Data excerpts
──────────────────────────────

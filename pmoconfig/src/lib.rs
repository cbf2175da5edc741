//! # PMORadio Configuration Module
//!
//! This module provides configuration management for PMORadio, including:
//! - Loading configuration from YAML files
//! - Merging with embedded default configuration
//! - Environment variable overrides
//! - Type-safe getters and setters for configuration values
//! - Thread-safe singleton access pattern
//!
//! ## Usage
//!
//! ```no_run
//! use pmoconfig::get_config;
//!
//! let config = get_config();
//!
//! let api_url = config.get_radio_api_url()?;
//! let timeout = config.get_buffer_timeout_ms()?;
//!
//! config.set_default_poll_delay_ms(3000)?;
//! # Ok::<(), anyhow::Error>(())
//! ```

use anyhow::{anyhow, Result};
use dirs::home_dir;
use lazy_static::lazy_static;
use serde_yaml::{Mapping, Number, Value};
use std::{
    env, fs,
    path::Path,
    sync::{Arc, Mutex, MutexGuard, PoisonError},
};
use tracing::info;

// Configuration par défaut intégrée
const DEFAULT_CONFIG: &str = include_str!("pmoradio.yaml");

lazy_static! {
    static ref CONFIG: Arc<Config> =
        Arc::new(Config::load_config("").expect("Failed to load PMORadio configuration"));
}

const ENV_CONFIG_DIR: &str = "PMORADIO_CONFIG";
const ENV_PREFIX: &str = "PMORADIO_CONFIG__";
const CONFIG_DIR_NAME: &str = ".pmoradio";

// Default values for configuration
const DEFAULT_RADIO_API_URL: &str = "https://r-a-d.io/api";
const DEFAULT_RADIO_STREAM_URL: &str = "https://stream.r-a-d.io/main.mp3";
const DEFAULT_USER_AGENT: &str = "pmoradio/0.1.0";
const DEFAULT_REQUEST_TIMEOUT_SECS: u64 = 30;
const DEFAULT_POLL_DELAY_MS: u64 = 5000;
const DEFAULT_BOUNDARY_PADDING_MS: u64 = 1000;
const DEFAULT_BUFFER_TIMEOUT_MS: u64 = 10000;
const DEFAULT_STALL_THRESHOLD_MS: u64 = 2000;
const DEFAULT_LOG_MIN_LEVEL: &str = "INFO";
const DEFAULT_LOG_ENABLE_CONSOLE: bool = true;

/// Macro to generate getter/setter for u64 values with default
macro_rules! impl_u64_config {
    ($getter:ident, $setter:ident, $path:expr, $default:expr) => {
        pub fn $getter(&self) -> Result<u64> {
            match self.get_value($path) {
                Ok(Value::Number(n)) if n.is_u64() => Ok(n.as_u64().unwrap_or($default)),
                Ok(Value::String(s)) => Ok(s.trim().parse::<u64>().unwrap_or_else(|_| {
                    tracing::warn!(value = %s, "Invalid integer in config, using default {}", $default);
                    $default
                })),
                _ => Ok($default),
            }
        }

        pub fn $setter(&self, value: u64) -> Result<()> {
            self.set_value($path, Value::Number(Number::from(value)))
        }
    };
}

/// Macro to generate getter/setter for bool values with default
macro_rules! impl_bool_config {
    ($getter:ident, $setter:ident, $path:expr, $default:expr) => {
        pub fn $getter(&self) -> Result<bool> {
            match self.get_value($path) {
                Ok(Value::Bool(b)) => Ok(b),
                _ => Ok($default),
            }
        }

        pub fn $setter(&self, value: bool) -> Result<()> {
            self.set_value($path, Value::Bool(value))
        }
    };
}

/// Macro to generate getter/setter for non-empty string values with default
macro_rules! impl_string_config {
    ($getter:ident, $setter:ident, $path:expr, $default:expr) => {
        pub fn $getter(&self) -> Result<String> {
            match self.get_value($path) {
                Ok(Value::String(s)) if !s.trim().is_empty() => Ok(s),
                _ => Ok($default.to_string()),
            }
        }

        pub fn $setter(&self, value: String) -> Result<()> {
            self.set_value($path, Value::String(value))
        }
    };
}

/// Configuration manager for PMORadio
///
/// Holds the merged YAML tree and the path of the `config.yaml` it is
/// persisted to. Every setter saves the file.
#[derive(Debug)]
pub struct Config {
    config_dir: String,
    path: String,
    data: Mutex<Value>,
}

impl Clone for Config {
    fn clone(&self) -> Self {
        let data = self.lock_data().clone();
        Self {
            config_dir: self.config_dir.clone(),
            path: self.path.clone(),
            data: Mutex::new(data),
        }
    }
}

impl Config {
    /// Finds a config directory by trying different locations in order
    fn find_config_dir(directory: &str) -> String {
        // 1. Try provided directory
        if !directory.is_empty() {
            return directory.to_string();
        }

        // 2. Try environment variable
        if let Ok(env_path) = env::var(ENV_CONFIG_DIR) {
            info!(env_var = ENV_CONFIG_DIR, path = %env_path, "Trying to load config from env");
            return env_path;
        }

        // 3. Try current directory
        if Path::new(CONFIG_DIR_NAME).exists() {
            return CONFIG_DIR_NAME.to_string();
        }

        // 4. Try home directory
        if let Some(home) = home_dir() {
            let home_config = home.join(CONFIG_DIR_NAME);
            if home_config.exists() {
                return home_config.to_string_lossy().to_string();
            }
        }

        CONFIG_DIR_NAME.to_string()
    }

    /// Creates the directory if needed and checks it is readable and writable
    fn validate_config_dir(path: &Path) -> Result<()> {
        if !path.exists() {
            fs::create_dir_all(path)?;
        }

        if !path.is_dir() {
            return Err(anyhow!("{} is not a directory", path.display()));
        }

        let test_file = path.join(".write_test");
        fs::write(&test_file, b"test")?;
        fs::remove_file(&test_file)?;

        fs::read_dir(path)?;

        Ok(())
    }

    /// Determines and validates the configuration directory
    ///
    /// The directory is searched in the following order:
    /// 1. The provided `directory` parameter if not empty
    /// 2. The `PMORADIO_CONFIG` environment variable
    /// 3. `.pmoradio` in the current directory
    /// 4. `.pmoradio` in the user's home directory
    pub fn config_dir(directory: &str) -> Result<String> {
        let dir_path = Self::find_config_dir(directory);
        Self::validate_config_dir(Path::new(&dir_path))?;
        Ok(dir_path)
    }

    /// Loads the configuration from the specified directory
    ///
    /// This method:
    /// 1. Determines the configuration directory
    /// 2. Loads the default embedded configuration
    /// 3. Merges it with the external config.yaml file if present
    /// 4. Applies `PMORADIO_CONFIG__*` environment overrides
    /// 5. Saves the merged configuration
    pub fn load_config(directory: &str) -> Result<Self> {
        let config_dir = Self::config_dir(directory)?;
        info!(config_dir = %config_dir, "Using config directory");

        let config_file_path = Path::new(&config_dir).join("config.yaml");
        let path = config_file_path.to_string_lossy().to_string();

        let mut default_value: Value = serde_yaml::from_str(DEFAULT_CONFIG)?;

        let yaml_data = if let Ok(data) = fs::read(&path) {
            info!(config_file = %path, "Loaded config file");
            data
        } else {
            info!(config_file = %path, "Config file not found, using default embedded config");
            DEFAULT_CONFIG.as_bytes().to_vec()
        };

        let external_value: Value = serde_yaml::from_slice(&yaml_data)?;
        // Un fichier vide se désérialise en Null : on garde les valeurs par défaut
        if !external_value.is_null() {
            merge_yaml(&mut default_value, &lower_keys_value(external_value));
        }
        let mut config_value = lower_keys_value(default_value);

        apply_overrides(&mut config_value, env::vars());

        let config = Config {
            config_dir,
            path,
            data: Mutex::new(config_value),
        };

        config.save()?;
        Ok(config)
    }

    /// Directory holding `config.yaml`
    pub fn get_config_dir(&self) -> &str {
        &self.config_dir
    }

    /// Saves the current configuration to the config.yaml file
    pub fn save(&self) -> Result<()> {
        let yaml = serde_yaml::to_string(&*self.lock_data())?;
        fs::write(&self.path, yaml)?;
        Ok(())
    }

    /// Sets a configuration value at the specified path and saves it
    ///
    /// # Arguments
    ///
    /// * `path` - Array of keys representing the path (e.g., `&["poller", "default_delay_ms"]`)
    /// * `value` - The YAML value to set
    pub fn set_value(&self, path: &[&str], value: Value) -> Result<()> {
        {
            let mut data = self.lock_data();
            set_value_internal(&mut data, path, value)?;
        }
        self.save()
    }

    /// Gets a configuration value at the specified path
    ///
    /// Returns an error if the path doesn't exist
    pub fn get_value(&self, path: &[&str]) -> Result<Value> {
        get_value_internal(&self.lock_data(), path)
    }

    fn lock_data(&self) -> MutexGuard<'_, Value> {
        self.data.lock().unwrap_or_else(PoisonError::into_inner)
    }

    impl_string_config!(
        get_radio_api_url,
        set_radio_api_url,
        &["radio", "api_url"],
        DEFAULT_RADIO_API_URL
    );

    impl_string_config!(
        get_radio_stream_url,
        set_radio_stream_url,
        &["radio", "stream_url"],
        DEFAULT_RADIO_STREAM_URL
    );

    impl_string_config!(
        get_radio_user_agent,
        set_radio_user_agent,
        &["radio", "user_agent"],
        DEFAULT_USER_AGENT
    );

    impl_u64_config!(
        get_radio_request_timeout_secs,
        set_radio_request_timeout_secs,
        &["radio", "request_timeout_secs"],
        DEFAULT_REQUEST_TIMEOUT_SECS
    );

    impl_u64_config!(
        get_default_poll_delay_ms,
        set_default_poll_delay_ms,
        &["poller", "default_delay_ms"],
        DEFAULT_POLL_DELAY_MS
    );

    impl_u64_config!(
        get_boundary_padding_ms,
        set_boundary_padding_ms,
        &["poller", "boundary_padding_ms"],
        DEFAULT_BOUNDARY_PADDING_MS
    );

    impl_u64_config!(
        get_buffer_timeout_ms,
        set_buffer_timeout_ms,
        &["player", "buffer_timeout_ms"],
        DEFAULT_BUFFER_TIMEOUT_MS
    );

    impl_u64_config!(
        get_stall_threshold_ms,
        set_stall_threshold_ms,
        &["player", "stall_threshold_ms"],
        DEFAULT_STALL_THRESHOLD_MS
    );

    impl_bool_config!(
        get_log_enable_console,
        set_log_enable_console,
        &["host", "logger", "enable_console"],
        DEFAULT_LOG_ENABLE_CONSOLE
    );

    impl_string_config!(
        get_log_min_level,
        set_log_min_level,
        &["host", "logger", "min_level"],
        DEFAULT_LOG_MIN_LEVEL
    );
}

/// Returns the global configuration instance
///
/// Lazily loaded on first access.
///
/// # Panics
///
/// Panics on first access if no usable configuration directory can be found.
pub fn get_config() -> Arc<Config> {
    CONFIG.clone()
}

fn set_value_internal(data: &mut Value, path: &[&str], value: Value) -> Result<()> {
    if path.is_empty() {
        *data = value;
        return Ok(());
    }
    if let Value::Mapping(map) = data {
        let key_value = Value::String(path[0].to_lowercase());
        if path.len() == 1 {
            map.insert(key_value, value);
        } else {
            let entry = map
                .entry(key_value)
                .or_insert(Value::Mapping(Mapping::new()));
            set_value_internal(entry, &path[1..], value)?;
        }
        Ok(())
    } else {
        Err(anyhow!("Current node is not a map"))
    }
}

fn get_value_internal(data: &Value, path: &[&str]) -> Result<Value> {
    let mut current = data;
    for (i, key) in path.iter().enumerate() {
        if let Value::Mapping(map) = current {
            match map.get(&Value::String(key.to_lowercase())) {
                Some(next) => current = next,
                None => return Err(anyhow!("Path {} does not exist", path[..=i].join("."))),
            }
        } else {
            return Err(anyhow!("Path {} is not a mapping", path[..i].join(".")));
        }
    }
    Ok(current.clone())
}

/// Applies `PMORADIO_CONFIG__SECTION__KEY=value` pairs onto the tree
fn apply_overrides<I>(config: &mut Value, vars: I)
where
    I: IntoIterator<Item = (String, String)>,
{
    for (key, value) in vars {
        if let Some(stripped) = key.strip_prefix(ENV_PREFIX) {
            let key_path = stripped.split("__").collect::<Vec<_>>();
            let _ = set_value_internal(config, &key_path, convert_env_value(&value));
        }
    }
}

fn convert_env_value(value: &str) -> Value {
    serde_yaml::from_str::<Value>(value).unwrap_or_else(|_| Value::String(value.to_string()))
}

fn lower_keys_value(value: Value) -> Value {
    match value {
        Value::Mapping(map) => {
            let mut new_map = Mapping::new();
            for (k, v) in map {
                let key = match k {
                    Value::String(s) => Value::String(s.to_lowercase()),
                    other => other,
                };
                new_map.insert(key, lower_keys_value(v));
            }
            Value::Mapping(new_map)
        }
        Value::Sequence(seq) => Value::Sequence(seq.into_iter().map(lower_keys_value).collect()),
        _ => value,
    }
}

/// Merges external YAML configuration into default configuration
///
/// Mappings are merged key by key; scalars and sequences from `external`
/// replace the default.
fn merge_yaml(default: &mut Value, external: &Value) {
    match (default, external) {
        (Value::Mapping(dmap), Value::Mapping(emap)) => {
            for (k, v) in emap {
                match dmap.get_mut(k) {
                    Some(dv) => merge_yaml(dv, v),
                    None => {
                        dmap.insert(k.clone(), v.clone());
                    }
                }
            }
        }
        (d, e) => *d = e.clone(),
    }
}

──────────────────────────────

__DIRECTIONS__
Which lines above include "Determines"? Show each of them by copying it.

__THE COMPLETED TASK__
    /// Determines and validates the configuration directory
    /// 1. Determines the configuration directory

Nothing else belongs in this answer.